═══ Extracted records ═══
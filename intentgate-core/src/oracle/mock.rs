//! Scripted oracle for tests and local development.
//!
//! Replies are consumed from a script in order; once the script is exhausted
//! every further query gets the fallback reply. An optional delay makes the
//! timeout path testable.
//!
//! ## Usage
//!
//! Set `oracle.backend: mock` (optionally with `oracle.mock_reply`) to run the
//! service without an external model.

use std::collections::VecDeque;
use std::sync::atomic::{AtomicU32, Ordering};
use std::time::Duration;

use async_trait::async_trait;
use parking_lot::Mutex;
use tracing::debug;

use super::{CheckKind, Oracle, OracleError, OracleQuery};

/// Oracle that answers from a script.
pub struct MockOracle {
    script: Mutex<VecDeque<Result<String, OracleError>>>,
    fallback: Result<String, OracleError>,
    delay: Duration,
    /// Checks asked, in order (for testing).
    asked: Mutex<Vec<CheckKind>>,
    call_count: AtomicU32,
}

impl MockOracle {
    /// Creates an oracle that answers every query with `reply`.
    #[must_use]
    pub fn always(reply: impl Into<String>) -> Self {
        Self::scripted(Vec::new(), Ok(reply.into()))
    }

    /// Creates an oracle that approves every query instantly.
    #[must_use]
    pub fn instant_approve() -> Self {
        Self::always("True")
    }

    /// Creates an oracle that rejects every query instantly.
    #[must_use]
    pub fn instant_reject() -> Self {
        Self::always("False")
    }

    /// Creates an oracle that fails every query with `error`.
    #[must_use]
    pub fn failing(error: OracleError) -> Self {
        Self::scripted(Vec::new(), Err(error))
    }

    /// Creates an oracle that plays `script` in order, then `fallback`.
    #[must_use]
    pub fn scripted(
        script: Vec<Result<String, OracleError>>,
        fallback: Result<String, OracleError>,
    ) -> Self {
        Self {
            script: Mutex::new(script.into()),
            fallback,
            delay: Duration::ZERO,
            asked: Mutex::new(Vec::new()),
            call_count: AtomicU32::new(0),
        }
    }

    /// Delays every reply by `delay`.
    #[must_use]
    pub fn with_delay(mut self, delay: Duration) -> Self {
        self.delay = delay;
        self
    }

    /// Get the number of queries submitted.
    #[must_use]
    pub fn call_count(&self) -> u32 {
        self.call_count.load(Ordering::Relaxed)
    }

    /// Get the checks asked so far, in order.
    #[must_use]
    pub fn asked(&self) -> Vec<CheckKind> {
        self.asked.lock().clone()
    }
}

#[async_trait]
impl Oracle for MockOracle {
    async fn submit(&self, query: &OracleQuery) -> Result<String, OracleError> {
        self.call_count.fetch_add(1, Ordering::Relaxed);
        self.asked.lock().push(query.check);

        if !self.delay.is_zero() {
            tokio::time::sleep(self.delay).await;
        }

        let reply = self
            .script
            .lock()
            .pop_front()
            .unwrap_or_else(|| self.fallback.clone());

        debug!(check = %query.check, ok = reply.is_ok(), "MockOracle answered");
        reply
    }

    fn name(&self) -> &'static str {
        "mock"
    }
}

#[cfg(test)]
mod tests {
    use super::*;

    fn query(check: CheckKind) -> OracleQuery {
        OracleQuery {
            check,
            prompt: "q".to_string(),
            max_tokens: 10,
            temperature: 0.1,
        }
    }

    #[tokio::test]
    async fn test_script_then_fallback() {
        let oracle = MockOracle::scripted(
            vec![Ok("True".to_string()), Ok("False".to_string())],
            Ok("fallback".to_string()),
        );
        assert_eq!(oracle.submit(&query(CheckKind::Alignment)).await.unwrap(), "True");
        assert_eq!(oracle.submit(&query(CheckKind::Provenance)).await.unwrap(), "False");
        assert_eq!(oracle.submit(&query(CheckKind::Alignment)).await.unwrap(), "fallback");
        assert_eq!(oracle.call_count(), 3);
        assert_eq!(
            oracle.asked(),
            vec![CheckKind::Alignment, CheckKind::Provenance, CheckKind::Alignment]
        );
    }

    #[tokio::test]
    async fn test_failing_oracle() {
        let oracle = MockOracle::failing(OracleError::HttpStatus { status: 503 });
        let err = oracle.submit(&query(CheckKind::Alignment)).await.unwrap_err();
        assert_eq!(err, OracleError::HttpStatus { status: 503 });
    }

    #[tokio::test(start_paused = true)]
    async fn test_delay_is_applied() {
        let oracle = MockOracle::instant_approve().with_delay(Duration::from_secs(5));
        let start = tokio::time::Instant::now();
        oracle.submit(&query(CheckKind::Alignment)).await.unwrap();
        assert!(start.elapsed() >= Duration::from_secs(5));
    }
}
═══
Exercise prompt: Check each line of the records above, and copy those that hold the word "False".

Exercise solution:
        Self::always("False")
            vec![Ok("True".to_string()), Ok("False".to_string())],
        assert_eq!(oracle.submit(&query(CheckKind::Provenance)).await.unwrap(), "False");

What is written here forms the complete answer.